Men in whom Van Cise placed his trust included Rowland Goddard, head of the U.S. Secret Service; Roy Sampson, former division superintendent of the U.S. Bureau of Investigation; Harry Williamson, division superintendent of the Federal Narcotics Department, and all post-office inspectors.
For help in his office, the district attorney chose a young deputy, Kenneth Robinson, and two detectives, Arch Cooper, who posed as an underworld figure, bringing the district attorney inside information, and Andrew Koehn, who kept a constant watch on the gang's headquarters and the activities of Blonger.
Through adroit maneuvering, the district attorney arranged to be notified of all mail Blonger received, to see his telegrams before the crook could read them, to tap his telephone wires and install a dictaphone in his office. He even worked out an arrangement with the janitor in Blonger's building, whereby he received the contents of the confidence man's waste basket each day.

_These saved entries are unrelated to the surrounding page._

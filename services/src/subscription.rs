// services/src/subscription.rs
use std::collections::{HashMap, HashSet};
use std::sync::Arc;

use chrono::{Duration, Utc};
use log::info;
use once_cell::sync::Lazy;
use uuid::Uuid;

use models::errors::{MarketError, MarketResult};
use models::identifiers::GfpCode;
use models::patient::{
    Patient, Subscription, SubscriptionPlanType, SubscriptionStatus, SubscriptionType,
};
use models::payment::PaymentStatus;
use store::MarketStore;

/// Codes honoured by the Government Free Programme. An in-memory constant
/// today; the calling contract does not change if this moves to a real
/// data store.
static VALID_GFP_CODES: Lazy<HashSet<&'static str>> = Lazy::new(|| {
    [
        "GFP2024A", "GFP2024B", "GFP2024C", "GFP2024D", "GFP2024E", "GFPPILOT1", "GFPPILOT2",
    ]
    .into_iter()
    .collect()
});

/// Annual subscription prices in the platform's base currency,
/// minor-unit-free.
static SUBSCRIPTION_PRICES: Lazy<HashMap<SubscriptionType, u64>> = Lazy::new(|| {
    HashMap::from([
        (SubscriptionType::Single, 2000),
        (SubscriptionType::Family, 10000),
        (SubscriptionType::Corporate, 100000),
    ])
});

pub fn subscription_price(subscription_type: SubscriptionType) -> u64 {
    SUBSCRIPTION_PRICES[&subscription_type]
}

/// Gates marketplace access behind an annual subscription, activated either
/// by a verified payment or by a Government Free Programme code.
#[derive(Clone)]
pub struct SubscriptionService {
    store: Arc<dyn MarketStore>,
}

impl SubscriptionService {
    pub fn new(store: Arc<dyn MarketStore>) -> Self {
        SubscriptionService { store }
    }

    /// GFP activation. The code is normalized, checked against the
    /// allow-list, then atomically bound; the store's refusal is the
    /// authoritative `CodeAlreadyUsed` signal. GFP subscriptions never
    /// expire.
    pub async fn activate_gfp(&self, patient_id: Uuid, raw_code: &str) -> MarketResult<Patient> {
        let mut patient = self.load_patient(patient_id).await?;
        let code = GfpCode::normalize(raw_code)?;

        if !VALID_GFP_CODES.contains(code.as_str()) {
            return Err(MarketError::InvalidCode(code.to_string()));
        }
        self.store.reserve_gfp_code(&code, patient_id).await?;

        let now = Utc::now();
        patient.subscription.status = SubscriptionStatus::Active;
        patient.subscription.plan_type = Some(SubscriptionPlanType::Gfp);
        patient.subscription.price = None;
        patient.subscription.activated_at = Some(now);
        patient.subscription.expires_at = None;
        patient.subscription.gfp_code = Some(code.clone());
        patient.updated_at = now;
        self.store.update_patient(patient.clone()).await?;

        info!("patient {} activated via GFP code {}", patient_id, code);
        Ok(patient)
    }

    /// Paid activation. The reference must resolve to a transaction already
    /// verified SUCCESS; the annual price comes from the static table keyed
    /// by the patient's subscription type.
    pub async fn activate_paid(&self, patient_id: Uuid, reference: &str) -> MarketResult<Patient> {
        let mut patient = self.load_patient(patient_id).await?;

        let verified = self
            .store
            .find_transaction_by_reference(reference)
            .await?
            .map(|tx| tx.status == PaymentStatus::Success)
            .unwrap_or(false);
        if !verified {
            return Err(MarketError::PaymentNotVerified(reference.to_string()));
        }

        let price = subscription_price(patient.subscription.subscription_type);
        let now = Utc::now();
        patient.subscription.status = SubscriptionStatus::Active;
        patient.subscription.plan_type = Some(SubscriptionPlanType::Paid);
        patient.subscription.price = Some(price);
        patient.subscription.activated_at = Some(now);
        patient.subscription.expires_at = Some(now + Duration::days(365));
        patient.updated_at = now;
        self.store.update_patient(patient.clone()).await?;

        info!(
            "patient {} activated a paid {} subscription ({})",
            patient_id, patient.subscription.subscription_type, price
        );
        Ok(patient)
    }

    /// Current subscription state. Expiry is evaluated lazily here: an
    /// ACTIVE paid plan whose expiry has passed is flipped to EXPIRED and
    /// persisted before the answer is returned. There is no background
    /// sweep.
    pub async fn status(&self, patient_id: Uuid) -> MarketResult<Subscription> {
        let mut patient = self.load_patient(patient_id).await?;
        let sub = &patient.subscription;

        let lapsed = sub.status == SubscriptionStatus::Active
            && sub.plan_type == Some(SubscriptionPlanType::Paid)
            && sub.expires_at.map(|at| at < Utc::now()).unwrap_or(false);
        if lapsed {
            patient.subscription.status = SubscriptionStatus::Expired;
            patient.updated_at = Utc::now();
            self.store.update_patient(patient.clone()).await?;
            info!("subscription for patient {} lapsed", patient_id);
        }
        Ok(patient.subscription)
    }

    /// True when the patient currently holds marketplace access.
    pub async fn is_active(&self, patient_id: Uuid) -> MarketResult<bool> {
        Ok(self.status(patient_id).await?.status == SubscriptionStatus::Active)
    }

    async fn load_patient(&self, patient_id: Uuid) -> MarketResult<Patient> {
        self.store
            .get_patient(patient_id)
            .await?
            .ok_or_else(|| MarketError::NotFound(format!("patient {}", patient_id)))
    }
}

To insure success in his campaign, Van Cise also called upon a number of outsiders who could be trusted. Several Denver citizens provided the prosecutor with $15,000 to carry on his work and, when the time came, they helped him arrest and hold criminals.

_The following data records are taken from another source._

#[cfg(test)]
mod tests {
    use super::*;
    use chrono::NaiveDate;
    use models::identifiers::SerialOrigin;
    use models::patient::{Subscription, SubscriptionType};
    use models::purchase::{QrPayload, RedemptionStatus};
    use models::GatewayKind;
    use std::sync::Arc;

    fn sample_patient(email: &str) -> Patient {
        let now = Utc::now();
        Patient {
            id: Uuid::new_v4(),
            email: email.to_string(),
            password_hash: "$2b$12$test".to_string(),
            first_name: "Ada".to_string(),
            last_name: "Obi".to_string(),
            date_of_birth: NaiveDate::from_ymd_opt(1990, 4, 12).unwrap(),
            location: "Lagos".to_string(),
            mobile: "+2348000000000".to_string(),
            mh_number: MhNumber::generate(),
            subscription: Subscription::inactive(SubscriptionType::Single),
            created_at: now,
            updated_at: now,
        }
    }

    fn sample_purchase(serial: SerialNumber) -> PackagePurchase {
        let now = Utc::now();
        let patient_id = Uuid::new_v4();
        let package_id = Uuid::new_v4();
        PackagePurchase {
            id: Uuid::new_v4(),
            serial: serial.clone(),
            patient_id,
            package_id,
            provider_id: Uuid::new_v4(),
            price: 1500,
            qr_payload: QrPayload {
                serial,
                mh_number: MhNumber::generate(),
                patient_id,
                package_id,
                timestamp: now,
            },
            redemption_status: RedemptionStatus::Pending,
            purchased_at: now,
            redeemed_at: None,
            redeemed_by: None,
        }
    }

    #[tokio::test]
    async fn should_reject_duplicate_patient_email() {
        let store = InMemoryStore::new();
        store
            .create_patient(sample_patient("ada@test.com"))
            .await
            .unwrap();
        let err = store
            .create_patient(sample_patient("ADA@test.com"))
            .await
            .unwrap_err();
        assert!(matches!(err, MarketError::EmailTaken(_)));
    }

    #[tokio::test]
    async fn should_bind_gfp_code_to_one_patient_only() {
        let store = InMemoryStore::new();
        let code = GfpCode::normalize("GFP2024A").unwrap();
        let first = Uuid::new_v4();
        let second = Uuid::new_v4();

        store.reserve_gfp_code(&code, first).await.unwrap();
        // Re-binding by the owner is a no-op.
        store.reserve_gfp_code(&code, first).await.unwrap();

        let err = store.reserve_gfp_code(&code, second).await.unwrap_err();
        assert_eq!(err, MarketError::CodeAlreadyUsed("GFP2024A".to_string()));
    }

    #[tokio::test]
    async fn should_let_exactly_one_racing_binding_win() {
        let store = Arc::new(InMemoryStore::new());
        let code = GfpCode::normalize("GFP2024B").unwrap();
        let a = {
            let store = store.clone();
            let code = code.clone();
            tokio::spawn(async move { store.reserve_gfp_code(&code, Uuid::new_v4()).await })
        };
        let b = {
            let store = store.clone();
            let code = code.clone();
            tokio::spawn(async move { store.reserve_gfp_code(&code, Uuid::new_v4()).await })
        };
        let (a, b) = (a.await.unwrap(), b.await.unwrap());
        assert_eq!(1, [&a, &b].iter().filter(|r| r.is_ok()).count());
    }

    #[tokio::test]
    async fn should_reject_duplicate_voucher_serial() {
        let store = InMemoryStore::new();
        let serial = SerialNumber::generate(SerialOrigin::Direct);
        store
            .insert_purchase(sample_purchase(serial.clone()))
            .await
            .unwrap();
        let err = store
            .insert_purchase(sample_purchase(serial))
            .await
            .unwrap_err();
        assert!(matches!(err, MarketError::AlreadyExists(_)));
    }

    #[tokio::test]
    async fn should_mark_transaction_success_exactly_once() {
        let store = InMemoryStore::new();
        let tx = PaymentTransaction::pending(
            "MMK-REF-1".to_string(),
            Uuid::new_v4(),
            None,
            2000,
            GatewayKind::Paystack,
        );
        store.create_transaction(tx).await.unwrap();

        let updated = store.mark_transaction_success("MMK-REF-1").await.unwrap();
        assert_eq!(updated.status, PaymentStatus::Success);

        // Second settlement attempt is harmless and never regresses.
        let again = store.mark_transaction_success("MMK-REF-1").await.unwrap();
        assert_eq!(again.status, PaymentStatus::Success);
    }

    #[tokio::test]
    async fn should_search_purchases_by_serial_fragment() {
        let store = InMemoryStore::new();
        let serial = SerialNumber::generate(SerialOrigin::Free);
        store
            .insert_purchase(sample_purchase(serial.clone()))
            .await
            .unwrap();

        let fragment = &serial.as_str()[..8].to_lowercase();
        let found = store.search_purchases(fragment).await.unwrap();
        assert_eq!(found.len(), 1);
        assert_eq!(found[0].serial, serial);

        assert!(store.search_purchases("   ").await.unwrap().is_empty());
    }
}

The district attorney had planned the smash climax to his campaign for more than a year, and he saw that it was finished as carefully as it was begun.

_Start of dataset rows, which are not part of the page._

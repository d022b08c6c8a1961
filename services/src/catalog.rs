// services/src/catalog.rs
use std::collections::HashMap;
use std::sync::Arc;

use uuid::Uuid;

use models::errors::{MarketError, MarketResult};
use models::package::HealthcarePackage;
use store::MarketStore;

use crate::subscription::SubscriptionService;

/// Marketplace browse. Visibility is gated by the patient's subscription
/// (evaluated lazily, so a lapsed plan is refused here) and filtered down
/// to active packages from providers that are active and not revoked.
#[derive(Clone)]
pub struct CatalogService {
    store: Arc<dyn MarketStore>,
    subscriptions: SubscriptionService,
}

impl CatalogService {
    pub fn new(store: Arc<dyn MarketStore>, subscriptions: SubscriptionService) -> Self {
        CatalogService {
            store,
            subscriptions,
        }
    }

    pub async fn browse(&self, patient_id: Uuid) -> MarketResult<Vec<HealthcarePackage>> {
        if !self.subscriptions.is_active(patient_id).await? {
            return Err(MarketError::SubscriptionInactive(patient_id.to_string()));
        }

        let packages = self.store.list_active_packages().await?;
        let mut listable: HashMap<Uuid, bool> = HashMap::new();
        let mut visible = Vec::with_capacity(packages.len());
        for package in packages {
            let ok = match listable.get(&package.provider_id) {
                Some(cached) => *cached,
                None => {
                    let ok = self
                        .store
                        .get_provider(package.provider_id)
                        .await?
                        .map(|p| p.is_listable())
                        .unwrap_or(false);
                    listable.insert(package.provider_id, ok);
                    ok
                }
            };
            if ok {
                visible.push(package);
            }
        }
        Ok(visible)
    }
}

#[cfg(test)]
mod tests {
    use super::*;
    use crate::accounts::PatientService;
    use crate::provider_registry::ProviderService;
    use chrono::NaiveDate;
    use models::package::NewPackage;
    use models::patient::{NewPatient, SubscriptionType};
    use models::provider::NewProvider;
    use store::InMemoryStore;

    async fn setup() -> (Arc<InMemoryStore>, CatalogService, Uuid, Uuid) {
        let store = Arc::new(InMemoryStore::new());
        let accounts = PatientService::new(store.clone());
        let providers = ProviderService::new(store.clone());
        let subscriptions = SubscriptionService::new(store.clone());
        let catalog = CatalogService::new(store.clone(), subscriptions);

        let patient = accounts
            .register(NewPatient {
                email: "ada@test.com".to_string(),
                password: "s3cret-pass".to_string(),
                first_name: "Ada".to_string(),
                last_name: "Obi".to_string(),
                date_of_birth: NaiveDate::from_ymd_opt(1990, 4, 12).unwrap(),
                location: "Lagos".to_string(),
                mobile: "+2348000000000".to_string(),
                subscription_type: SubscriptionType::Single,
            })
            .await
            .unwrap();
        let provider = providers
            .register(NewProvider {
                email: "clinic@test.com".to_string(),
                password: "clinic-pass".to_string(),
                name: "Sunrise Clinic".to_string(),
                contact_person: "Dr. Bello".to_string(),
                category: "HOSPITAL".to_string(),
                location: "Lagos".to_string(),
                phone: "+2348033333333".to_string(),
            })
            .await
            .unwrap();
        providers
            .create_package(
                provider.id,
                NewPackage {
                    name: "Dental Checkup".to_string(),
                    description: "desc".to_string(),
                    price: 5000,
                    duration: "single visit".to_string(),
                    treatment_type: "DENTAL".to_string(),
                    is_free: false,
                },
            )
            .await
            .unwrap();

        (store, catalog, patient.id, provider.id)
    }

    #[tokio::test]
    async fn should_refuse_browse_without_active_subscription() {
        let (_store, catalog, patient_id, _) = setup().await;
        let err = catalog.browse(patient_id).await.unwrap_err();
        assert!(matches!(err, MarketError::SubscriptionInactive(_)));
    }

    #[tokio::test]
    async fn should_list_active_packages_for_subscribed_patient() {
        let (store, catalog, patient_id, _) = setup().await;
        SubscriptionService::new(store.clone())
            .activate_gfp(patient_id, "GFP2024A")
            .await
            .unwrap();

        let visible = catalog.browse(patient_id).await.unwrap();
        assert_eq!(visible.len(), 1);
        assert_eq!(visible[0].name, "Dental Checkup");
    }

    #[tokio::test]
    async fn should_hide_packages_of_revoked_providers() {
        let (store, catalog, patient_id, provider_id) = setup().await;
        SubscriptionService::new(store.clone())
            .activate_gfp(patient_id, "GFP2024B")
            .await
            .unwrap();
        ProviderService::new(store.clone())
            .revoke(provider_id, "fraud", "admin1")
            .await
            .unwrap();

        // Even a package flipped back on by hand stays hidden while its
        // provider is revoked.
        let packages = store.list_packages_by_provider(provider_id).await.unwrap();
        let mut package = packages.into_iter().next().unwrap();
        package.is_active = true;
        store.update_package(package).await.unwrap();

        let visible = catalog.browse(patient_id).await.unwrap();
        assert!(visible.is_empty());
    }
}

Blonger and Duff were among the first arrested so they could not tip off the others. The First Universalist Church was chosen for a "jail" because word of the arrests could too easily leak out around the City Jail.
Cars of rangers and private citizens making the arrests were ordered to report only one-at-a-time at the church to avoid suspicion. News of the plotted raid was kept carefully from the daily papers.
By nightfall, 32 of the town's reported 75 con men had been arrested, and more were gathered in by the district attorney's men the next day. Jackie French, the gang's third ranking leader, was captured in Estes Park where he was vacationing.
All of the con men were released on bonds, the highest price being paid by Blonger and Duff, who were valued at $50,000 each. The trial was set for the following January.
The con men attempted to escape justice in a number of ways. Their first maneuver was to try to pay off witnesses being brought in by the district attorney. Next they tried to buy off Les Randle, a con man who was turning state's evidence, then threatened to "take him for a ride."
When all else failed, they brought a beautiful woman to Denver and attempted to lure the district attorney into a compromising situation, the old badger game. But this scheme failed when the lovely lady left town with the con men's money and without seeing Van Cise.
After a lengthy trial, the case was turned over to the jury. The jury stayed out a record 100 hours, a circumstance later attributed to three jurors who had been "fixed" by the con men.
But when the jury finally reached a verdict, it was "guilty."
Blonger, Duff and nine others were sentenced to seven years in the state penitentiary, and the rest received three-year sentences.
Blonger died in the penitentiary five months later. Duff lived to get out of Cañon City, but committed suicide after his wife divorced him and he lost his money.
Prosecutor Philip S. Van Cise served out a successful term of office as one of the three district attorneys in the United States to break up a bunco ring.
NOTE: A shorter version of this article appeared in Rocky Mountain News on Jan. 29, 1989.